The innovations allow the Mowbrays to “pull off yields twice what we used to with half as much rain,” Mowbray said, producing “incredible” volumes of spring wheat, peas and rye.
Technology’s steep price tag
Much of what has allowed Canadian farmers to deal with climate change involves expensive and complex equipment. A smart combine costs upwards of $1 million. A high-speed-data-enabled tractor and seeding drill cost around $2 million.
Kip Eideberg, senior vice president of government and industry relations for the Association of Equipment Manufacturers, which represents John Deere DE , Case New Holland CNH and other manufacturers, said precision systems have saved Canadian farmers nine per cent in herbicide and pesticides, six per cent in fuel, and four per cent in water use.
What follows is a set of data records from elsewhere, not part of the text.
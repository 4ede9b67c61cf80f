//! Explorer session: explicit current directory plus every user operation.

use std::path::{Path, PathBuf};

use super::action_log::{ActionKind, ActionSink};
use crate::fs_op::error::FsOpError;
use crate::fs_op::permissions::{self, PermissionInfo};
use crate::fs_op::traverse::{Traversal, TraversalMode};
use crate::fs_op::{copy, create, mv, path, remove};

/// State of one interactive session.
///
/// The current directory lives here rather than in the process, and every
/// user-supplied name is resolved against it. Successful mutations are
/// reported to the session's [`ActionSink`].
pub struct Explorer {
    cwd: PathBuf,
    sink: Box<dyn ActionSink>,
    max_depth: Option<usize>,
}

impl Explorer {
    pub fn new(cwd: impl Into<PathBuf>, sink: Box<dyn ActionSink>) -> Self {
        Explorer {
            cwd: cwd.into(),
            sink,
            max_depth: None,
        }
    }

    pub fn with_max_depth(mut self, depth: Option<usize>) -> Self {
        self.max_depth = depth;
        self
    }

    pub fn cwd(&self) -> &Path {
        &self.cwd
    }

    /// Resolve a user-typed name against the current directory.
    pub fn resolve(&self, name: &str) -> Result<PathBuf, FsOpError> {
        path::resolve_name(name, &self.cwd)
    }

    /// Recursive listing of the current directory.
    pub fn list(&self) -> Traversal {
        self.list_path(&self.cwd)
    }

    /// Recursive listing rooted at `root`.
    pub fn list_path(&self, root: &Path) -> Traversal {
        Traversal::new(root, TraversalMode::List).with_max_depth(self.max_depth)
    }

    /// Search the current directory tree for entries named `name`.
    pub fn search(&self, name: &str) -> Result<Traversal, FsOpError> {
        let name = name.trim();
        if name.is_empty() {
            return Err(FsOpError::EmptyPath);
        }
        Ok(Traversal::new(&self.cwd, TraversalMode::search(name)).with_max_depth(self.max_depth))
    }

    /// Switch the current directory. Returns the new (canonical) directory.
    pub fn change_directory(&mut self, input: &str) -> Result<&Path, FsOpError> {
        self.cwd = path::resolve_path(input, &self.cwd)?;
        tracing::debug!(cwd = %self.cwd.display(), "changed directory");
        Ok(&self.cwd)
    }

    pub fn create_file(&self, name: &str) -> Result<PathBuf, FsOpError> {
        let p = self.resolve(name)?;
        create::create_file(&p)?;
        self.sink
            .record(ActionKind::Create, &p, &format!("Created file: {}", name.trim()));
        Ok(p)
    }

    pub fn delete_file(&self, name: &str) -> Result<PathBuf, FsOpError> {
        let p = self.resolve(name)?;
        remove::remove_path(&p)?;
        self.sink
            .record(ActionKind::Delete, &p, &format!("Deleted file: {}", name.trim()));
        Ok(p)
    }

    /// Rename or move `old` to `new`; both are resolved against the cwd.
    pub fn rename(&self, old: &str, new: &str) -> Result<PathBuf, FsOpError> {
        let from = self.resolve(old)?;
        let to = self.resolve(new)?;
        mv::rename_path(&from, &to)?;
        self.sink.record(
            ActionKind::Rename,
            &from,
            &format!("Renamed/moved: {} -> {}", old.trim(), new.trim()),
        );
        Ok(to)
    }

    /// Copy file `src` to `dst`. Returns bytes copied.
    pub fn copy(&self, src: &str, dst: &str) -> Result<u64, FsOpError> {
        let from = self.resolve(src)?;
        let to = self.resolve(dst)?;
        let n = copy::copy_file(&from, &to)?;
        self.sink.record(
            ActionKind::Copy,
            &from,
            &format!("Copied file: {} -> {}", src.trim(), dst.trim()),
        );
        Ok(n)
    }

    pub fn show_permissions(&self, name: &str) -> Result<PermissionInfo, FsOpError> {
        permissions::inspect_permissions(self.resolve(name)?)
    }

    /// Apply octal `mode` (e.g. `"755"`) to `name`. Returns the parsed mode.
    pub fn change_permissions(&self, name: &str, mode: &str) -> Result<u32, FsOpError> {
        let p = self.resolve(name)?;
        let m = permissions::parse_mode(mode)?;
        permissions::change_permissions(&p, m)?;
        self.sink.record(
            ActionKind::Chmod,
            &p,
            &format!("Permissions changed: {}", name.trim()),
        );
        Ok(m)
    }
}

#[cfg(test)]
mod tests {
    use super::*;
    use crate::app::action_log::testing::RecordingSink;
    use crate::fs_op::traverse::TraversalEvent;
    use assert_fs::prelude::*;

    fn explorer(root: &Path) -> (Explorer, RecordingSink) {
        let sink = RecordingSink::default();
        (Explorer::new(root, Box::new(sink.clone())), sink)
    }

    fn names(ex: &Explorer) -> Vec<String> {
        let mut v: Vec<String> = ex
            .list()
            .filter_map(|ev| match ev {
                TraversalEvent::Entry(e) => Some(e.name),
                _ => None,
            })
            .collect();
        v.sort();
        v
    }

    #[test]
    fn create_then_delete_restores_listing() {
        let temp = assert_fs::TempDir::new().unwrap();
        temp.child("keep.txt").write_str("k").unwrap();
        temp.child("sub/inner").write_str("i").unwrap();
        let (ex, sink) = explorer(temp.path());

        let before = names(&ex);
        let created = ex.create_file("fresh.txt").unwrap();
        assert!(created.exists());
        assert!(names(&ex).contains(&"fresh.txt".to_string()));
        ex.delete_file("fresh.txt").unwrap();
        assert_eq!(names(&ex), before);

        let recs = sink.records.borrow();
        assert_eq!(recs.len(), 2);
        assert_eq!(recs[0].0, ActionKind::Create);
        assert_eq!(recs[0].2, "Created file: fresh.txt");
        assert_eq!(recs[1].0, ActionKind::Delete);
        assert_eq!(recs[1].2, "Deleted file: fresh.txt");
    }

    #[test]
    fn failed_operations_are_not_recorded() {
        let temp = assert_fs::TempDir::new().unwrap();
        let (ex, sink) = explorer(temp.path());
        assert!(matches!(ex.delete_file("ghost"), Err(FsOpError::PathNotFound(_))));
        assert!(ex.rename("ghost", "other").is_err());
        assert!(ex.copy("ghost", "other").is_err());
        assert!(ex.change_permissions("ghost", "644").is_err());
        assert!(matches!(ex.create_file("  "), Err(FsOpError::EmptyPath)));
        assert!(sink.records.borrow().is_empty());
    }

    #[test]
    fn change_directory_is_explicit_state() {
        let temp = assert_fs::TempDir::new().unwrap();
        temp.child("inner/x.txt").write_str("x").unwrap();
        let process_cwd = std::env::current_dir().unwrap();
        let (mut ex, _) = explorer(temp.path());

        let new_cwd = ex.change_directory("inner").unwrap().to_path_buf();
        assert_eq!(new_cwd, temp.path().join("inner").canonicalize().unwrap());
        assert_eq!(std::env::current_dir().unwrap(), process_cwd);
        assert_eq!(names(&ex), vec!["x.txt"]);

        assert!(matches!(ex.change_directory("x.txt"), Err(FsOpError::NotADirectory(_))));
        assert!(matches!(ex.change_directory("nowhere"), Err(FsOpError::PathNotFound(_))));
        // A failed change leaves the cwd alone.
        assert_eq!(ex.cwd(), new_cwd.as_path());
    }

    #[test]
    fn rename_and_copy_record_both_names() {
        let temp = assert_fs::TempDir::new().unwrap();
        temp.child("a.txt").write_str("abc").unwrap();
        let (ex, sink) = explorer(temp.path());

        assert_eq!(ex.copy("a.txt", "b.txt").unwrap(), 3);
        ex.rename("b.txt", "c.txt").unwrap();
        temp.child("c.txt").assert("abc");

        let recs = sink.records.borrow();
        assert_eq!(recs[0].2, "Copied file: a.txt -> b.txt");
        assert_eq!(recs[1].2, "Renamed/moved: b.txt -> c.txt");
    }

    #[test]
    fn permissions_round_trip() {
        let temp = assert_fs::TempDir::new().unwrap();
        temp.child("tool").write_str("").unwrap();
        let (ex, sink) = explorer(temp.path());

        assert_eq!(ex.change_permissions("tool", "750").unwrap(), 0o750);
        assert_eq!(ex.show_permissions("tool").unwrap().symbolic(), "rwxr-x---");
        assert!(matches!(ex.change_permissions("tool", "9"), Err(FsOpError::InvalidMode(_))));
        assert_eq!(sink.records.borrow().len(), 1);
    }

    #[test]
    fn search_rejects_empty_name() {
        let temp = assert_fs::TempDir::new().unwrap();
        let (ex, _) = explorer(temp.path());
        assert!(matches!(ex.search(" "), Err(FsOpError::EmptyPath)));
    }

    #[test]
    fn tilde_prefixed_names_stay_in_cwd() {
        let temp = assert_fs::TempDir::new().unwrap();
        let work = temp.child("work");
        work.create_dir_all().unwrap();
        temp.child("draft.txt").write_str("elsewhere").unwrap();
        let (ex, sink) = explorer(work.path());

        let created = ex.create_file("~draft.txt").unwrap();
        assert_eq!(created, work.path().join("~draft.txt"));
        assert!(created.exists());

        let deleted = ex.delete_file("~draft.txt").unwrap();
        assert_eq!(deleted, work.path().join("~draft.txt"));
        assert!(!deleted.exists());
        temp.child("draft.txt").assert("elsewhere");
        assert_eq!(sink.records.borrow()[1].2, "Deleted file: ~draft.txt");
    }

    #[test]
    fn delete_below_a_file_is_not_a_directory() {
        let temp = assert_fs::TempDir::new().unwrap();
        temp.child("file.txt").write_str("x").unwrap();
        let (ex, sink) = explorer(temp.path());
        assert!(matches!(ex.delete_file("file.txt/x"), Err(FsOpError::NotADirectory(_))));
        assert!(sink.records.borrow().is_empty());
    }

    #[test]
    fn out_of_range_mode_leaves_file_alone() {
        use std::os::unix::fs::PermissionsExt;
        let temp = assert_fs::TempDir::new().unwrap();
        temp.child("f.txt").write_str("x").unwrap();
        let (ex, sink) = explorer(temp.path());
        ex.change_permissions("f.txt", "640").unwrap();
        assert!(matches!(
            ex.change_permissions("f.txt", "17777"),
            Err(FsOpError::InvalidMode(_))
        ));
        let mode = std::fs::metadata(temp.path().join("f.txt")).unwrap().permissions().mode();
        assert_eq!(mode & 0o7777, 0o640);
        assert_eq!(sink.records.borrow().len(), 1);
    }
}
That saves money for farmers operating on razor-thin margins, he said.
Most large-scale farmers have access to such technology in their tractors, combines, sprayers and management computers, Terry Griffin, a Kansas State University agricultural economist, said. But an older generation of farmers often doesn’t want to take on digital challenges, while younger farmers don’t have the money for machines or agronomic advice.
One obstacle to greater adoption is rural broadband access. Mowbray can’t count on being able to run a constant stream of data from his big farm machines. He can’t even call his farmhouse from his cellphone. His farm relies on two-way radios instead.
“It’s a simple thing but hugely important when you are in the field and might need a pick-up but can’t get a call through to the house,” he said.
Seed science – the invisible factor
Another equally important factor for farmers’ gains: breeding genetically superior crops that are hardier, drought-tolerant and produce bigger yields.
“We’re just starting down that path,” said Rick Mitzel, CEO of farmer-and-industry-funded mustard seed development organization Mustard 21. The company is developing drought-tolerant plants as an alternative to canola. The varieties “come out of the ground quicker, develop roots quicker, get leafing faster,” Mitzel told Reuters in an interview.
The farmer-controlled South East Research Farm in Redvers, Saskatchewan has been testing crops such as camelina, which is most likely to be planted in Canada for sustainable aviation fuel, that could offer farmers better yields and more resilience.
Executive director Lana Shaw doesn’t think climate change will happen without losses to the Canadian farm community. Some farmers will choose to not adapt and will simply retire. Some will adapt and fail. And some farmers will adapt and thrive.
“Under pressure,” she said, “they can adapt very fast.”